> **Exercise**
Within the entries that follow, report how many lines contain the word "ToolCategory", giving the number by itself.

> **Exercise input**
^^^^^^^^^^^^^^^^
// ABOUTME: The tool surface offered to the model: the Tool trait, descriptors, outputs, and the catalog.
// ABOUTME: Read-only exploration tools may run concurrently; diagram and control tools run one at a time.

mod append_diagram;
mod attempt_completion;
mod display_diagram;
mod extract;
mod list_code_definitions;
mod list_directories;
mod list_files_recursive;
mod path_guard;
mod read_file;
mod search_files;
mod summarize_task;

pub use append_diagram::AppendDiagramTool;
pub use attempt_completion::AttemptCompletionTool;
pub use display_diagram::DisplayDiagramTool;
pub use list_code_definitions::ListCodeDefinitionsTool;
pub use list_directories::ListDirectoriesTool;
pub use list_files_recursive::ListFilesRecursiveTool;
pub use path_guard::is_path_safe;
pub use read_file::{ReadFileTool, read_file_header};
pub use search_files::SearchFilesTool;
pub use summarize_task::SummarizeTaskTool;

use std::sync::Arc;

use archscribe_core::DiagramDocument;
use async_trait::async_trait;
use serde_json::{Map, Value, json};
use tokio::sync::Mutex;

/// The task's current diagram, shared between the diagram tools.
pub type DiagramSlot = Arc<Mutex<Option<DiagramDocument>>>;

pub fn new_diagram_slot() -> DiagramSlot {
    Arc::new(Mutex::new(None))
}

/// Tools that only read the filesystem and may run concurrently.
pub const READ_ONLY_TOOLS: &[&str] = &[
    "list_directories",
    "list_files_recursive",
    "read_file",
    "list_code_definition_names",
    "search_files",
];

/// Tools that change task state and run one at a time, in call order.
pub const WRITE_TOOLS: &[&str] = &[
    "display_diagram",
    "append_diagram",
    "attempt_completion",
    "summarize_task",
];

pub fn is_read_only(name: &str) -> bool {
    READ_ONLY_TOOLS.contains(&name)
}

pub fn is_write_tool(name: &str) -> bool {
    WRITE_TOOLS.contains(&name)
}

/// Whether a tool may run alongside others in the same turn.
#[derive(Debug, Clone, Copy, PartialEq, Eq)]
pub enum ToolCategory {
    ReadOnly,
    Mutating,
}

#[derive(Debug, Clone, Copy, PartialEq, Eq)]
pub enum ParamType {
    String,
    Integer,
    Boolean,
}

impl ParamType {
    fn json_name(&self) -> &'static str {
        match self {
            ParamType::String => "string",
            ParamType::Integer => "integer",
            ParamType::Boolean => "boolean",
        }
    }
}

#[derive(Debug, Clone, PartialEq)]
pub struct ToolParameter {
    pub name: String,
    pub kind: ParamType,
    pub description: String,
    pub required: bool,
}

impl ToolParameter {
    pub fn required(name: &str, kind: ParamType, description: &str) -> Self {
        Self {
            name: name.to_string(),
            kind,
            description: description.to_string(),
            required: true,
        }
    }

    pub fn optional(name: &str, kind: ParamType, description: &str) -> Self {
        Self {
            required: false,
            ..Self::required(name, kind, description)
        }
    }
}

/// Provider-independent description of a tool.
#[derive(Debug, Clone, PartialEq)]
pub struct ToolDescriptor {
    pub name: String,
    pub description: String,
    pub parameters: Vec<ToolParameter>,
}

impl ToolDescriptor {
    /// JSON Schema object for the tool's input.
    pub fn input_schema(&self) -> Value {
        let mut properties = Map::new();
        for param in &self.parameters {
            properties.insert(
                param.name.clone(),
                json!({"type": param.kind.json_name(), "description": param.description}),
            );
        }
        let required: Vec<&str> = self
            .parameters
            .iter()
            .filter(|p| p.required)
            .map(|p| p.name.as_str())
            .collect();
        json!({
            "type": "object",
            "properties": properties,
            "required": required,
        })
    }
}

/// Side effects the task loop acts on after a tool ran.
#[derive(Debug, Clone, PartialEq)]
pub enum ToolEffect {
    None,
    DiagramUpdated { xml: String, cell_count: usize },
    DiagramRejected { truncated: bool, had_diagram: bool },
    Summarized { summary: String },
    Completed { result: String },
}

/// What a tool hands back. Failures are outputs too; executors never panic
/// or return errors to the loop.
#[derive(Debug, Clone, PartialEq)]
pub struct ToolOutput {
    pub content: String,
    pub is_error: bool,
    pub effect: ToolEffect,
}

impl ToolOutput {
    pub fn text(content: impl Into<String>) -> Self {
        Self {
            content: content.into(),
            is_error: false,
            effect: ToolEffect::None,
        }
    }

    pub fn error(content: impl Into<String>) -> Self {
        Self {
            content: content.into(),
            is_error: true,
            effect: ToolEffect::None,
        }
    }

    pub fn with_effect(mut self, effect: ToolEffect) -> Self {
        self.effect = effect;
        self
    }
}

#[async_trait]
pub trait Tool: Send + Sync {
    fn name(&self) -> &str;

    fn description(&self) -> &str;

    fn parameters(&self) -> Vec<ToolParameter>;

    fn category(&self) -> ToolCategory;

    async fn execute(&self, input: &Value) -> ToolOutput;

    fn descriptor(&self) -> ToolDescriptor {
        ToolDescriptor {
            name: self.name().to_string(),
            description: self.description().to_string(),
            parameters: self.parameters(),
        }
    }
}

/// Fetch a required string parameter.
pub(crate) fn required_str<'a>(input: &'a Value, name: &str) -> Result<&'a str, String> {
    input
        .get(name)
        .and_then(Value::as_str)
        .filter(|s| !s.is_empty())
        .ok_or_else(|| format!("Missing required parameter: {name}"))
}

pub(crate) fn optional_str<'a>(input: &'a Value, name: &str) -> Option<&'a str> {
    input
        .get(name)
        .and_then(Value::as_str)
        .filter(|s| !s.is_empty())
}

/// Integers sometimes arrive as strings; accept both.
pub(crate) fn optional_u64(input: &Value, name: &str) -> Option<u64> {
    match input.get(name)? {
        Value::Number(n) => n.as_u64(),
        Value::String(s) => s.trim().parse().ok(),
        _ => None,
    }
}

pub(crate) fn optional_bool(input: &Value, name: &str) -> Option<bool> {
    match input.get(name)? {
        Value::Bool(b) => Some(*b),
        Value::String(s) => match s.trim() {
            "true" => Some(true),
            "false" => Some(false),
            _ => None,
        },
        _ => None,
    }
}

/// Run blocking filesystem work off the async executor.
pub(crate) async fn run_blocking<F>(tool: &str, work: F) -> ToolOutput
where
    F: FnOnce() -> ToolOutput + Send + 'static,
{
    match tokio::task::spawn_blocking(work).await {
        Ok(output) => output,
        Err(e) => {
            tracing::error!(tool = %tool, error = %e, "tool worker failed");
            ToolOutput::error(format!("Error: {tool} failed: {e}"))
        }
    }
}

/// The always-available tools: exploration, diagram building, and completion.
pub fn base_tools(diagram: DiagramSlot) -> Vec<Arc<dyn Tool>> {
    vec![
        Arc::new(ListDirectoriesTool),
        Arc::new(ListFilesRecursiveTool),
        Arc::new(ReadFileTool),
        Arc::new(SearchFilesTool),
        Arc::new(ListCodeDefinitionsTool),
        Arc::new(DisplayDiagramTool::new(Arc::clone(&diagram))),
        Arc::new(AppendDiagramTool::new(diagram)),
        Arc::new(AttemptCompletionTool),
    ]
}

/// An immutable base tool set plus per-task extensions, unioned on lookup.
#[derive(Clone)]
pub struct ToolCatalog {
    base: Arc<[Arc<dyn Tool>]>,
    extensions: Vec<Arc<dyn Tool>>,
}

impl ToolCatalog {
    pub fn new(base: Vec<Arc<dyn Tool>>) -> Self {
        Self {
            base: base.into(),
            extensions: Vec::new(),
        }
    }

    /// Add a tool for the rest of the task. Returns false if a tool with the
    /// same name is already offered.
    pub fn extend(&mut self, tool: Arc<dyn Tool>) -> bool {
        if self.get(tool.name()).is_some() {
            return false;
        }
        self.extensions.push(tool);
        true
    }

    pub fn get(&self, name: &str) -> Option<Arc<dyn Tool>> {
        self.base
            .iter()
            .chain(self.extensions.iter())
            .find(|tool| tool.name() == name)
            .cloned()
    }

    pub fn contains(&self, name: &str) -> bool {
        self.get(name).is_some()
    }

    pub fn descriptors(&self) -> Vec<ToolDescriptor> {
        self.base
            .iter()
            .chain(self.extensions.iter())
            .map(|tool| tool.descriptor())
            .collect()
    }

    pub fn names(&self) -> Vec<String> {
        self.base
            .iter()
            .chain(self.extensions.iter())
            .map(|tool| tool.name().to_string())
            .collect()
    }
}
^^^^^^^^^^^^^^^^
> **Written solution**
2